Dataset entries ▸
::::::
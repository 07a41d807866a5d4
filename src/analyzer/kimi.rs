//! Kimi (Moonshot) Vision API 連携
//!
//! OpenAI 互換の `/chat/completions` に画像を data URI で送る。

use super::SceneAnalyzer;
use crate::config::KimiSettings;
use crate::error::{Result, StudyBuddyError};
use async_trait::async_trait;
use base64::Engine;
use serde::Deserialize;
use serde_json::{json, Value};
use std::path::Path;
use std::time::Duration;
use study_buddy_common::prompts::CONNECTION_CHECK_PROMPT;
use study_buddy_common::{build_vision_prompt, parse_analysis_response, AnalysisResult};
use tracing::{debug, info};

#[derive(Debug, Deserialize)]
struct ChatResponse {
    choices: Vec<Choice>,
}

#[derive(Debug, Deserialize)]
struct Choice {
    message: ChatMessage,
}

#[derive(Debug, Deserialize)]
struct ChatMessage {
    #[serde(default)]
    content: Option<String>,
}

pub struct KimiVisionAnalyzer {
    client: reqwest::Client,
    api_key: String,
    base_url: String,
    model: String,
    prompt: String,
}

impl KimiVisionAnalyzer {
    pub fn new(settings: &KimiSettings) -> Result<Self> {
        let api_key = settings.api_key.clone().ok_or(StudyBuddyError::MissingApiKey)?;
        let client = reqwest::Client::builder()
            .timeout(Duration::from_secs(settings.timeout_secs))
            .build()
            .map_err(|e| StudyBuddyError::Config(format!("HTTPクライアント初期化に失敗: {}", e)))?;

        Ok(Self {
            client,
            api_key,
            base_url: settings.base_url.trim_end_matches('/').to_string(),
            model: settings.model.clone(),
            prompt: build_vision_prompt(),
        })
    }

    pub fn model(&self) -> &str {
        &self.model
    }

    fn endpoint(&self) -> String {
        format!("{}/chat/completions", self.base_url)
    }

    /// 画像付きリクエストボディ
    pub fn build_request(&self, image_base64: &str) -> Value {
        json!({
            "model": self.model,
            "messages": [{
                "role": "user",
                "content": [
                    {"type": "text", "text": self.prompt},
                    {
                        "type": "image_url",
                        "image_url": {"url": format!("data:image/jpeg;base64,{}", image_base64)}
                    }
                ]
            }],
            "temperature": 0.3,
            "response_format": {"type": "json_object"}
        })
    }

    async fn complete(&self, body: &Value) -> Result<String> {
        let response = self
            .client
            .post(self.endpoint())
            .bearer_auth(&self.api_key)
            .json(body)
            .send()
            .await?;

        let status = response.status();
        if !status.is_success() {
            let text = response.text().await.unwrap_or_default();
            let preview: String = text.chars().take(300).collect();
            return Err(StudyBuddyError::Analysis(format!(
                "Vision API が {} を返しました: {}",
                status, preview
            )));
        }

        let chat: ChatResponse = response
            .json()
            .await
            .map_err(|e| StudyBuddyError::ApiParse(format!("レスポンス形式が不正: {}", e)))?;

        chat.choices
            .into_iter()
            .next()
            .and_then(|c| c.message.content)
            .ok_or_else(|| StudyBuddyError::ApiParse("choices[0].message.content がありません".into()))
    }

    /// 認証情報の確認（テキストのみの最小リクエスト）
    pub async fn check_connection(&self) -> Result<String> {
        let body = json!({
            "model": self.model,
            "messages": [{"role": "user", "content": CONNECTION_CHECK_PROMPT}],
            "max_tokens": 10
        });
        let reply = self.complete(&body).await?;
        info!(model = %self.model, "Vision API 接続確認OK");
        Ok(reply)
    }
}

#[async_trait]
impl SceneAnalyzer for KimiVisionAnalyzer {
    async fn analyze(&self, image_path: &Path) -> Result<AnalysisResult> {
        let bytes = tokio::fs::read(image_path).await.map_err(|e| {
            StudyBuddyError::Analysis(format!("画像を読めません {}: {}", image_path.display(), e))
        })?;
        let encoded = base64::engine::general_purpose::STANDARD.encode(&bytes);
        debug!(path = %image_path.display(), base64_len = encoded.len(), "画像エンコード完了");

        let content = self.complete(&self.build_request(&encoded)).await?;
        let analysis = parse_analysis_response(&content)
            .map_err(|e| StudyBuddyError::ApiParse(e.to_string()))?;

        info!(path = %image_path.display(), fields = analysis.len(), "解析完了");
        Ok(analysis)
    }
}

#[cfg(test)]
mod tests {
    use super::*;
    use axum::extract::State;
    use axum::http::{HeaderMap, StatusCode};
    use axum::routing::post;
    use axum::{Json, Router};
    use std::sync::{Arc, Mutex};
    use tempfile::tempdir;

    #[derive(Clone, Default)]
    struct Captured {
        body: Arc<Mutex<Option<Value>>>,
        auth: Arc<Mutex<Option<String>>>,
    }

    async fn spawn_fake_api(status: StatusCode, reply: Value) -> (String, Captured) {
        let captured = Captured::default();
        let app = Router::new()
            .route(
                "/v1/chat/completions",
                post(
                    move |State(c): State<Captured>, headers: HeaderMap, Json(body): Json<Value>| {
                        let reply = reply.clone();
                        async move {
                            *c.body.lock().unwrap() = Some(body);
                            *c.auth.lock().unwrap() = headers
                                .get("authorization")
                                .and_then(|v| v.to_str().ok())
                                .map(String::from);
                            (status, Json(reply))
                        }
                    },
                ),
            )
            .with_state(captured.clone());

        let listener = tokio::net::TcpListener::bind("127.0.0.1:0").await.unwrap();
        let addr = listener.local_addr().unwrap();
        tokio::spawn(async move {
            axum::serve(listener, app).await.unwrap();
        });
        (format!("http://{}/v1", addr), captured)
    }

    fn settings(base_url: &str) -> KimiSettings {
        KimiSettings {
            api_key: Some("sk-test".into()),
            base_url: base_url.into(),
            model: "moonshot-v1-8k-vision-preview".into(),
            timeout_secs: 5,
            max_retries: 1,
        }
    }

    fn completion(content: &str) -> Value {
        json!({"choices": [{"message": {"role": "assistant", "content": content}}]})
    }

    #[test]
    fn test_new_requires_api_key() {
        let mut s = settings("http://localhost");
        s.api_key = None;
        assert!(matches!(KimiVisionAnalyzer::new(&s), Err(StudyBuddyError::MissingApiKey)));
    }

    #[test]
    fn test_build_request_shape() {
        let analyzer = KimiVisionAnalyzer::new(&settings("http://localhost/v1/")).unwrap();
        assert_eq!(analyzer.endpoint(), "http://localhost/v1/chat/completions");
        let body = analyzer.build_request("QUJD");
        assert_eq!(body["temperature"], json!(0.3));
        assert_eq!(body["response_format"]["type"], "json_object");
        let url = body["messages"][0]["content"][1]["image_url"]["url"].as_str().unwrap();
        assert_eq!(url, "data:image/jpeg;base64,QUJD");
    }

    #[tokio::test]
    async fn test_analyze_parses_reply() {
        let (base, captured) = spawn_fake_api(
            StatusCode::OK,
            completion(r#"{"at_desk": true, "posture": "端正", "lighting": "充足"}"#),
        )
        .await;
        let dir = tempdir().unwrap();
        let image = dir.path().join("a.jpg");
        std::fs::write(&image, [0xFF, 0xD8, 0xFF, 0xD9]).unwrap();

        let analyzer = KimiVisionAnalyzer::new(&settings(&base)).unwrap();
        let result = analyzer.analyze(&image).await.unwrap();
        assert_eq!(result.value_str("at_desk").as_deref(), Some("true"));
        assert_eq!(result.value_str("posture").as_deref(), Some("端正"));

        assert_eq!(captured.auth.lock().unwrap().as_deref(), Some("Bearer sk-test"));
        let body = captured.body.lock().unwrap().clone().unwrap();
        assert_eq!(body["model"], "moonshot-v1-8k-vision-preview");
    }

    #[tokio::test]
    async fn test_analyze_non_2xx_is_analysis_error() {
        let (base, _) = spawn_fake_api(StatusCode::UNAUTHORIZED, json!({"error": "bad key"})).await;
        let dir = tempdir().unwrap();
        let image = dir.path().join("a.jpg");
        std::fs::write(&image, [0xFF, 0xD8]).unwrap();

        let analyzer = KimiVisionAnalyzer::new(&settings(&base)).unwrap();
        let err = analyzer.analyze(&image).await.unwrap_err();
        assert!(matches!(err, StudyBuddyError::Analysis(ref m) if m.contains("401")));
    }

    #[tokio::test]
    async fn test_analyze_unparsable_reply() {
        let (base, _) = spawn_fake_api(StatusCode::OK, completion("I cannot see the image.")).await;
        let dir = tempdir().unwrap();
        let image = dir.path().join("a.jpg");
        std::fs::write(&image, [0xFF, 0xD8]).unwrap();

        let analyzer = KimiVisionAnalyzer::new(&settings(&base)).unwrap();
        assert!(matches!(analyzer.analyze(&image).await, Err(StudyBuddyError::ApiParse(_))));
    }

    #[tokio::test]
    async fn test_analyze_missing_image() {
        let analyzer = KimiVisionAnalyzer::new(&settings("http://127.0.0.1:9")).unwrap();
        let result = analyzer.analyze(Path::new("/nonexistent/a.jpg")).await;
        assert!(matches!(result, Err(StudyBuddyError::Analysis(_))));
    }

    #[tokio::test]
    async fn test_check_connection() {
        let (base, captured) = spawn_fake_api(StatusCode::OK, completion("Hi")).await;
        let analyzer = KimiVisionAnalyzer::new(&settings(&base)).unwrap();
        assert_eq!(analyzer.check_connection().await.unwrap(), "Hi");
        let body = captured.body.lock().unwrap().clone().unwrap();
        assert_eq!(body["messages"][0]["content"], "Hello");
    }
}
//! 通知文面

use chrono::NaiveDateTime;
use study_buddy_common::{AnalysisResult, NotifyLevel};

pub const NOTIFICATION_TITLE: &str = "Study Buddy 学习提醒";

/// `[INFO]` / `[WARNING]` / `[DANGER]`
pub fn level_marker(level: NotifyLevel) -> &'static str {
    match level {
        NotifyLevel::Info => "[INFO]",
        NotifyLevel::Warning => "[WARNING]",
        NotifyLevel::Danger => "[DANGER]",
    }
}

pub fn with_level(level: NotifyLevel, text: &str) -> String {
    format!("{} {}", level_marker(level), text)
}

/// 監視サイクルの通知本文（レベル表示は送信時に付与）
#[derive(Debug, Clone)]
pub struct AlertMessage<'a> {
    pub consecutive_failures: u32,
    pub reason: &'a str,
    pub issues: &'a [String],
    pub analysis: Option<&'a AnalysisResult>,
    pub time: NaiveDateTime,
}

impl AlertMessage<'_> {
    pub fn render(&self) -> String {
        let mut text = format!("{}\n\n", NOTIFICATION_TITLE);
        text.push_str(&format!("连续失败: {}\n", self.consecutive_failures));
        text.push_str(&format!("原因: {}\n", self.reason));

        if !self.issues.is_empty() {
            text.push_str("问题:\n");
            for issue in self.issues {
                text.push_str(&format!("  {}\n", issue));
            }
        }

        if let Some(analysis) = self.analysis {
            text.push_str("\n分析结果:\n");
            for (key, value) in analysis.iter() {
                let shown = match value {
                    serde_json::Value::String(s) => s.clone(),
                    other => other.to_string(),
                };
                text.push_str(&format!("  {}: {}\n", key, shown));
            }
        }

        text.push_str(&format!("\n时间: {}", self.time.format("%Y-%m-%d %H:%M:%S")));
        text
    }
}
::::::
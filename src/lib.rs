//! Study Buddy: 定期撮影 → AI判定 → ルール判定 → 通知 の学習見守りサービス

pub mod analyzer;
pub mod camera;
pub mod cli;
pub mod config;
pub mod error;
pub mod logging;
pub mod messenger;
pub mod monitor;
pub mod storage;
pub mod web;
::::::
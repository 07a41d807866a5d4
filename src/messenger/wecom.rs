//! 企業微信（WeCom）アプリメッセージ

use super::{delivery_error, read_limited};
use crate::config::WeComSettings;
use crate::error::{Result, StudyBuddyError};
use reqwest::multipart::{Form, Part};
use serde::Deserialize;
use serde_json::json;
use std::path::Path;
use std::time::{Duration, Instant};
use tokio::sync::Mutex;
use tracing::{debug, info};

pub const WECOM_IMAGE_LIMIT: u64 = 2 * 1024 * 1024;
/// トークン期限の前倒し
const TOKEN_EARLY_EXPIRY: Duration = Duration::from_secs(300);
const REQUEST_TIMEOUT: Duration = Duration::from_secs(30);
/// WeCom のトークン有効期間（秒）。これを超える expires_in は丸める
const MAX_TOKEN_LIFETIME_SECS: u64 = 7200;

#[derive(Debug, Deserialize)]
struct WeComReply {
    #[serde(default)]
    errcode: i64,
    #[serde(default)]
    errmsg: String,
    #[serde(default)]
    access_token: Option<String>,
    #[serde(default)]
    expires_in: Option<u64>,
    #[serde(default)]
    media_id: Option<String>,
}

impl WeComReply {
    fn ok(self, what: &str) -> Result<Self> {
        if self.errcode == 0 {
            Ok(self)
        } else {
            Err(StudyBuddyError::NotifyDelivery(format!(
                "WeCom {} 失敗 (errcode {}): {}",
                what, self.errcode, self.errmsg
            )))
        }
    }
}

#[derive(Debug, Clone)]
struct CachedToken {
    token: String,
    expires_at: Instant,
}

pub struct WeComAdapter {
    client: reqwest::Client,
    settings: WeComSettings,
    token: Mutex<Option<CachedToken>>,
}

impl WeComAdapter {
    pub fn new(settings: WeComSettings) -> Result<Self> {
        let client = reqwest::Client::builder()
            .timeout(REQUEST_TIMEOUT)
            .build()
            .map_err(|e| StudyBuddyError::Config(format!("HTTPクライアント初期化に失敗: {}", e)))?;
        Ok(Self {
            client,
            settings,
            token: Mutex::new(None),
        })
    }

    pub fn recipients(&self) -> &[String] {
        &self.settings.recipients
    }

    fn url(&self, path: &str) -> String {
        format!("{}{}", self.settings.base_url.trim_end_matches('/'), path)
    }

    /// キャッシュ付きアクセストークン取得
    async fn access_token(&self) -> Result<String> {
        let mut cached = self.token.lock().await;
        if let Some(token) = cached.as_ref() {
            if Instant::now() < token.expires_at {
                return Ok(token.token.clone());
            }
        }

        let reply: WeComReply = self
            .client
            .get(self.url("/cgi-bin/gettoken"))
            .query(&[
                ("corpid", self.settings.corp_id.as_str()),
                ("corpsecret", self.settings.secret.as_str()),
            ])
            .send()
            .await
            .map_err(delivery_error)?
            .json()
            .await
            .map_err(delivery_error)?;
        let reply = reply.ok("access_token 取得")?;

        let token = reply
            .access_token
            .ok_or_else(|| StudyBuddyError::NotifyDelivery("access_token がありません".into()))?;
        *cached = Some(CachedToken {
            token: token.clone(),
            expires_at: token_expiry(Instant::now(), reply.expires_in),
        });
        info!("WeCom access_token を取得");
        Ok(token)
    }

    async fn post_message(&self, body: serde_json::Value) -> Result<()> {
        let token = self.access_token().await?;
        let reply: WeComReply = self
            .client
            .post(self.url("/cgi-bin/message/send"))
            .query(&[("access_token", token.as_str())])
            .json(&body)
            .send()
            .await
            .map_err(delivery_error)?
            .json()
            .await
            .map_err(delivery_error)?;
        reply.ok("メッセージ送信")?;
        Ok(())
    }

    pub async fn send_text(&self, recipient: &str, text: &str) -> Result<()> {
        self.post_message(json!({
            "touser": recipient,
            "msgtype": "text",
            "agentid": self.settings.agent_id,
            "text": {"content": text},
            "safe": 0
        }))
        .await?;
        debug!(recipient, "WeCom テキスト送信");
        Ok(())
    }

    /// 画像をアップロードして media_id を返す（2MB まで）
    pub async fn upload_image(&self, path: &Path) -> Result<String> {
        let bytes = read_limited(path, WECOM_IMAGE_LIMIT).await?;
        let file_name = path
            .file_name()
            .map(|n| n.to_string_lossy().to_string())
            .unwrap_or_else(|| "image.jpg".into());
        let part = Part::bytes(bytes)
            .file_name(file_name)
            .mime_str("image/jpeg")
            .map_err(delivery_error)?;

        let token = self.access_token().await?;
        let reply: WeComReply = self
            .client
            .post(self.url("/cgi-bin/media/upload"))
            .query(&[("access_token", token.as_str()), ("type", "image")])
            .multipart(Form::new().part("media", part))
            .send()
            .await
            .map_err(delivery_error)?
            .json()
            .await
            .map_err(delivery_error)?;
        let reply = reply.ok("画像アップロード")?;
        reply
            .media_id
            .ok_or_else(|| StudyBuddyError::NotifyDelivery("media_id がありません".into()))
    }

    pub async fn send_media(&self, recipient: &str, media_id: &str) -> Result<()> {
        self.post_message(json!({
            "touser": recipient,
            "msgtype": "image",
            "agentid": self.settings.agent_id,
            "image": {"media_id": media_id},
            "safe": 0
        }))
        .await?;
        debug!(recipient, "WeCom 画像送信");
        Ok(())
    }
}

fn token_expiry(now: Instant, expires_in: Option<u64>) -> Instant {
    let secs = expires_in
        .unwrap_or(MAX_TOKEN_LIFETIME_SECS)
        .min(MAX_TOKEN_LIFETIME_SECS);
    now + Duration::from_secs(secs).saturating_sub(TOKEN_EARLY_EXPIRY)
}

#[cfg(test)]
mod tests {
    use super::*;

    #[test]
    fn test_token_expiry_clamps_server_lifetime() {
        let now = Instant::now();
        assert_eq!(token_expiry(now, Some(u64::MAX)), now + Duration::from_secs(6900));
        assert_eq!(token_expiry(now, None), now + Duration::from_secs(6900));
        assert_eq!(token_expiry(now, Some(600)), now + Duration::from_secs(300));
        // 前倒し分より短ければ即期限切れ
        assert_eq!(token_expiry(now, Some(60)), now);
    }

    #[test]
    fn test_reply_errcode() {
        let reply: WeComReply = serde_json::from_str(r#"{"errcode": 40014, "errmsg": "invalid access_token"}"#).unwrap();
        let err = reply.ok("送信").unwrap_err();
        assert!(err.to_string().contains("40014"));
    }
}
::::::
GOAL OF THE EXERCISE ▸ Which lines above contain "QUJD"? Show each of them.

WRITTEN REPLY ▸
        let body = analyzer.build_request("QUJD");
        assert_eq!(url, "data:image/jpeg;base64,QUJD");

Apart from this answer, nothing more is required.